C4 (g/L), mean (S.D.)	0.13 ± 0.11	0.17 ± 0.12	0.25 ± 0.09	—
IgG (g/L), mean (S.D.)	18.60 ± 5.23	20.02 ± 4.15	19.23 ± 5.10	—
ESR (mm/h), mean (S.D.)	79.35 ± 35.75	48.33 ± 29.21	42.45 ± 32.19	—
CRP (mg/L), mean (S.D.)	27.81 ± 26.22	18.36 ± 27.35	26.21 ± 29.66	—
WBC (10⁹/L), mean (S.D.)	6.19 ± 4.18	6.02 ± 3.27	8.05 ± 2.01	7.45 ± 1.20
RBC (10¹²/L), mean (S.D.)	3.84 ± 0.85	3.82 ± 0.44	4.68 ± 0.47	4.69 ± 0.60
HGB (g/L), mean (S.D.)	101.43 ± 29.16	133.43 ± 93.44	124.68 ± 20.24	144.63 ± 20.09
HCT (L/L), mean (S.D.)	0.33 ± 0.07	0.35 ± 0.08	0.38 ± 0.05	0.43 ± 0.05
PLT (10⁹/L), mean (S.D.)	199.45 ± 108.12	221.62 ± 109.01	336.75 ± 129.17	301.14 ± 68.85
Lymphocytes (10⁹/L), mean (S.D.)	1.17 ± 0.65	1.28 ± 0.59	1.77 ± 0.64	2.13 ± 0.75
Monocytes (10⁹/L), mean (S.D.)	0.58 ± 0.54	0.51 ± 0.21	0.49 ± 0.19	0.46 ± 0.17
Neutrophils (10⁹/L), mean (S.D.)	4.46 ± 3.22	4.50 ± 3.16	5.88 ± 2.43	4.77 ± 1.24
24-h proteinuria (g/24 h), mean (S.D.)	3.89 ± 14.59	0.05 ± 0.10	—	—
Arthritis, % (n/total n)	31.43 (11/35)	34.29 (12/35)	—	—
Skin lesions, % (n/total n)	37.14 (13/35)	34.29 (12/35)	—	—
Serositis, % (n/total n)	45.71 (16/35)	37.14 (13/35)	—	—
NPSLE, % (n/total n)	5.71 (2/35)	2.86 (1/35)	—	—

Anti-dsDNA: Anti-double-stranded DNA; Anti-ENA: Anti-extractable nucleat antigen; ANA: Antinuclear antibody; Anti-nRNP/Sm: Anti-nuclear ribonucleoprotein/Smith antibody; Anti-Sm: Anti-Smith antibody; Anti-SSA: Anti-sjögren syndrome A antigen antibody; Anti-SS-B: Anti-Sjögren syndrome B antigen antibody; C3: Complement 3; C4: Complement 4; CRP: C-reactive protein; ESR: Erythrocyte sedimentation rate; HC: Healthy controls; HCT: Hematocrit; HGB: Hemoglobin; IgG: Immunoglobulin G; L: Lymphocyte count; L%: Lymphocyte percentage; M: Moncyte count; M%: Moncyte percentage; N: Neutrophil count; N%: Neutrophil percentage; PLT: Platelet count; RA: Rheumatoid arthritis; RBC: Red blood cell count; SLE: Systemic lupus erythematosus; SLEDAI: SLE disease activity index; WBC: White blood cell count; SLE+RI: Systemic lupus erythematosus with renal involvement; SLE-RI: Systemic lupus erythematosus without renal involvement.

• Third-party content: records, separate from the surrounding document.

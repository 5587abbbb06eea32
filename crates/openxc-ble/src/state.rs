use thiserror::Error;

use crate::address::PeerAddress;

#[derive(Debug, Clone, Copy, PartialEq, Eq, Default)]
pub enum ConnectionState {
    #[default]
    Disconnected,
    Connecting,
    Connected,
}

#[derive(Debug, Clone, Copy, PartialEq, Eq, Error)]
#[error("illegal connection transition {from:?} -> {to:?}")]
pub struct StateTransitionError {
    pub from: ConnectionState,
    pub to: ConnectionState,
}

/// Result of the radio reporting the link as up.
#[derive(Debug, Clone, Copy, PartialEq, Eq)]
pub enum LinkUp {
    Established(PeerAddress),
    /// A teardown was requested while connecting; the link must be dropped.
    Cancelled(PeerAddress),
}

/// Result of the radio reporting the link as down.
#[derive(Debug, Clone, Copy, PartialEq, Eq)]
pub enum LinkDown {
    AttemptFailed(PeerAddress),
    AttemptCancelled(PeerAddress),
    Lost(PeerAddress),
    Closed(PeerAddress),
    /// Already disconnected; nothing changed.
    Ignored,
}

/// Peripheral connection lifecycle. Only radio-confirmed events move the
/// state; local requests merely record intent.
#[derive(Debug, Default)]
pub struct ConnectionStateMachine {
    state: ConnectionState,
    peer: Option<PeerAddress>,
    ready: bool,
    teardown_requested: bool,
}

impl ConnectionStateMachine {
    pub fn new() -> Self {
        Self::default()
    }

    pub fn state(&self) -> ConnectionState {
        self.state
    }

    pub fn is_connected(&self) -> bool {
        self.state == ConnectionState::Connected
    }

    pub fn is_connecting(&self) -> bool {
        self.state == ConnectionState::Connecting
    }

    /// Connected, services discovered and notifications enabled.
    pub fn is_ready(&self) -> bool {
        self.is_connected() && self.ready
    }

    /// Peer currently being attempted or connected.
    pub fn peer(&self) -> Option<PeerAddress> {
        self.peer
    }

    pub fn teardown_requested(&self) -> bool {
        self.teardown_requested
    }

    fn transition(&mut self, to: ConnectionState) -> Result<(), StateTransitionError> {
        use ConnectionState::*;
        let allowed = matches!(
            (self.state, to),
            (Disconnected, Connecting)
                | (Connecting, Connected)
                | (Connected, Disconnected)
                | (Connecting, Disconnected)
        );
        if !allowed {
            return Err(StateTransitionError {
                from: self.state,
                to,
            });
        }
        self.state = to;
        Ok(())
    }

    /// The radio accepted a connect request for `peer`.
    pub fn begin_attempt(&mut self, peer: PeerAddress) -> Result<(), StateTransitionError> {
        self.transition(ConnectionState::Connecting)?;
        self.peer = Some(peer);
        self.ready = false;
        self.teardown_requested = false;
        Ok(())
    }

    pub fn on_link_up(&mut self) -> Result<LinkUp, StateTransitionError> {
        let Some(peer) = self.peer.filter(|_| self.is_connecting()) else {
            return Err(StateTransitionError {
                from: self.state,
                to: ConnectionState::Connected,
            });
        };
        if self.teardown_requested {
            self.transition(ConnectionState::Disconnected)?;
            self.reset();
            return Ok(LinkUp::Cancelled(peer));
        }
        self.transition(ConnectionState::Connected)?;
        Ok(LinkUp::Established(peer))
    }

    pub fn on_link_down(&mut self) -> LinkDown {
        let Some(peer) = self.peer else {
            return LinkDown::Ignored;
        };
        let outcome = match (self.state, self.teardown_requested) {
            (ConnectionState::Disconnected, _) => return LinkDown::Ignored,
            (ConnectionState::Connecting, false) => LinkDown::AttemptFailed(peer),
            (ConnectionState::Connecting, true) => LinkDown::AttemptCancelled(peer),
            (ConnectionState::Connected, false) => LinkDown::Lost(peer),
            (ConnectionState::Connected, true) => LinkDown::Closed(peer),
        };
        self.state = ConnectionState::Disconnected;
        self.reset();
        outcome
    }

    /// Notifications are enabled on the connected link.
    pub fn mark_ready(&mut self) -> bool {
        if self.is_connected() {
            self.ready = true;
        }
        self.ready
    }

    /// Records a local teardown request. Returns false if already disconnected.
    pub fn request_teardown(&mut self) -> bool {
        if self.state == ConnectionState::Disconnected {
            return false;
        }
        self.teardown_requested = true;
        self.ready = false;
        true
    }

    fn reset(&mut self) {
        self.peer = None;
        self.ready = false;
        self.teardown_requested = false;
    }
}

#[cfg(test)]
mod tests {
    use super::*;

    fn peer() -> PeerAddress {
        PeerAddress::from_octets([0xAB; 6])
    }

    #[test]
    fn starts_disconnected() {
        let sm = ConnectionStateMachine::new();
        assert_eq!(sm.state(), ConnectionState::Disconnected);
        assert!(!sm.is_connected());
        assert!(!sm.is_connecting());
        assert!(!sm.is_ready());
    }

    #[test]
    fn full_lifecycle() {
        let mut sm = ConnectionStateMachine::new();
        sm.begin_attempt(peer()).expect("attempt from disconnected");
        assert!(sm.is_connecting());
        assert_eq!(sm.on_link_up(), Ok(LinkUp::Established(peer())));
        assert!(sm.is_connected());
        assert!(!sm.is_ready());
        assert!(sm.mark_ready());
        assert!(sm.is_ready());
        assert_eq!(sm.on_link_down(), LinkDown::Lost(peer()));
        assert_eq!(sm.state(), ConnectionState::Disconnected);
        assert_eq!(sm.peer(), None);
    }

    #[test]
    fn never_jumps_from_disconnected_to_connected() {
        let mut sm = ConnectionStateMachine::new();
        let err = sm.on_link_up().expect_err("no attempt in flight");
        assert_eq!(err.from, ConnectionState::Disconnected);
        assert_eq!(err.to, ConnectionState::Connected);
        assert!(!sm.is_connected());
    }

    #[test]
    fn second_attempt_while_connecting_is_rejected() {
        let mut sm = ConnectionStateMachine::new();
        sm.begin_attempt(peer()).expect("first attempt");
        assert!(sm.begin_attempt(peer()).is_err());
        assert!(!sm.mark_ready());
    }

    #[test]
    fn failed_attempt_returns_to_disconnected() {
        let mut sm = ConnectionStateMachine::new();
        sm.begin_attempt(peer()).expect("attempt");
        assert_eq!(sm.on_link_down(), LinkDown::AttemptFailed(peer()));
        assert_eq!(sm.on_link_down(), LinkDown::Ignored);
    }

    #[test]
    fn teardown_while_connecting_wins_over_late_link_up() {
        let mut sm = ConnectionStateMachine::new();
        sm.begin_attempt(peer()).expect("attempt");
        assert!(sm.request_teardown());
        assert!(sm.is_connecting());
        assert_eq!(sm.on_link_up(), Ok(LinkUp::Cancelled(peer())));
        assert_eq!(sm.state(), ConnectionState::Disconnected);
    }

    #[test]
    fn teardown_when_connected_reports_closed() {
        let mut sm = ConnectionStateMachine::new();
        assert!(!sm.request_teardown());
        sm.begin_attempt(peer()).expect("attempt");
        sm.on_link_up().expect("link up");
        assert!(sm.request_teardown());
        assert!(sm.is_connected());
        assert_eq!(sm.on_link_down(), LinkDown::Closed(peer()));
    }
}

Extraction of total RNA from monocytes and cDNA synthesis

Peripheral blood samples (2 mL) were drawn from the median cubital vein with an ethylene diamine tetraacetic acid (EDTA) anticoagulated vacutainer from all the patients and healthy controls. Peripheral blood mononuclear cells (PBMCs) were extracted with Ficoll isolation, and monocytes were extracted according to the standard procedure of CD14+ cell magnetic bead sorting reagent (Stemcell Corporation, USA). Total RNA was extracted from all the subjects via the TRIzol reagent (Invitrogen, USA) protocol, and diethyl pyrocarbonate (DEPC)-treated distilled water was used to dissolve the RNA. One millilitre of the extracted total RNA was taken, and the RNA was reverse transcribed to cDNA using a PrimeScript reverse transcription kit (TaKaRa, Japan) according to the manufacturer protocol.

Real-time quantitative polymerase chain reaction (RT‒qPCR)

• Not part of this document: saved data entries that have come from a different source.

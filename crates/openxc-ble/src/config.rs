use std::time::Duration;

use serde::Deserialize;

use crate::protocol::{DEFAULT_OUTBOUND_CAPACITY, DEVICE_NAME_PREFIX, MAX_FRAGMENT_LEN};

#[derive(Debug, Clone, Deserialize)]
#[serde(default)]
pub struct BleInterfaceConfig {
    /// Advertised name prefix that marks a vehicle interface.
    pub device_name_prefix: String,
    /// Outbound queue capacity in bytes.
    pub outbound_capacity: usize,
    /// Largest single characteristic write.
    pub max_fragment_len: usize,
    /// Pause between consecutive fragment submissions.
    #[serde(with = "humantime_serde")]
    pub inter_write_delay: Duration,
    /// Length of an active scan window.
    #[serde(with = "humantime_serde")]
    pub scan_window: Duration,
    /// Reconnect cadence while idle.
    #[serde(with = "humantime_serde")]
    pub poll_interval: Duration,
    /// Reconnect cadence while fast polling.
    #[serde(with = "humantime_serde")]
    pub fast_poll_interval: Duration,
    /// Rank and try candidates when no explicit address is set.
    pub automatic_scan: bool,
}

impl Default for BleInterfaceConfig {
    fn default() -> Self {
        Self {
            device_name_prefix: DEVICE_NAME_PREFIX.to_string(),
            outbound_capacity: DEFAULT_OUTBOUND_CAPACITY,
            max_fragment_len: MAX_FRAGMENT_LEN,
            inter_write_delay: Duration::from_millis(50),
            scan_window: Duration::from_secs(10),
            poll_interval: Duration::from_secs(5),
            fast_poll_interval: Duration::from_secs(1),
            automatic_scan: true,
        }
    }
}

impl BleInterfaceConfig {
    /// Defaults with no pacing delay, for tests and simulations.
    pub fn unpaced() -> Self {
        Self {
            inter_write_delay: Duration::ZERO,
            ..Self::default()
        }
    }
}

The expression levels of TWEAK and CD163 in monocytes from 35 patients with newly diagnosed SLE+RI, 35 patients with newly diagnosed SLE-RI, 60 HCs with no difference in age or sex and 60 patients in the newly diagnosed RA disease control group were detected by RT‒qPCR. RT‒qPCR was performed according to the detection steps, reaction system and reaction conditions provided by the TaKaRa real-time fluorescent quantitative PCR SYBR Green kit instructions. The levels of TWEAK and CD163 were detected with an ABI7500 instrument, with the GAPDH gene used as an internal reference. Using the relative quantification of the RT‒PCR results on the basis of the Ct values of the samples to be tested, 2−ΔΔ Ct was calculated.¹¹ The primer sequences are shown in Table 2.

Table 2.

Primers used for RT-qPCR analysis.

Target gene	Primer sequence (F 5′ → 3′)	Primer sequence (R 5′ → 3′)
TWEAK	ATCGCAGCCCATTATGAAGT	GAAGAGTCCGAAGTAGGTGAGG
CD163	AAAAAGCCACAACAGGTCGC	CTTGAGGAAACTGCAAGCCG
GAPDH	TGCACCACCAACTGCTTAGC	GGCATGGACTGTGGTCATGAG

Western blotting

Monocytes were lysed in 100 μL of cold lysis buffer and kept on ice on a shaking platform for 30 min. After centrifugation at 12,000 r/min for 10 min, the supernatants were transferred to a fresh tube and stored at −80°C. Protein concentrations were determined with a BCA Protein Assay Kit (Santa Cruz Biotechnology, CA, USA). For each sample preparation, 60 μg of total protein was mixed in Laemmli loading buffer, boiled for 5 min, separated by 10% SDS–PAGE, and then transferred to PVDF blotting membranes (Millipore, Massachusetts, USA). The membranes were blocked with Tris-buffered saline–Tween/1% nonfat dry milk and incubated with goat antibodies specific for TWEAK (1:3000 dilution, R&D Systems, Inc.), rabbit antibodies specific for CD163, and β-actin (all from Santa Cruz Biotechnology, California, USA) overnight at 4°C. After a final incubation with a 1:5000 dilution of horseradish peroxidase-conjugated secondary antibodies (Zhongshan Biotechnology, Beijing, China) for 1 hour at room temperature, the samples were exposed to X-ray film from 30 s to 3 min to visualize chemiluminescent proteins using a Bio-Rad gel imager (Hercules, California, USA). Each sample was run in triplicate.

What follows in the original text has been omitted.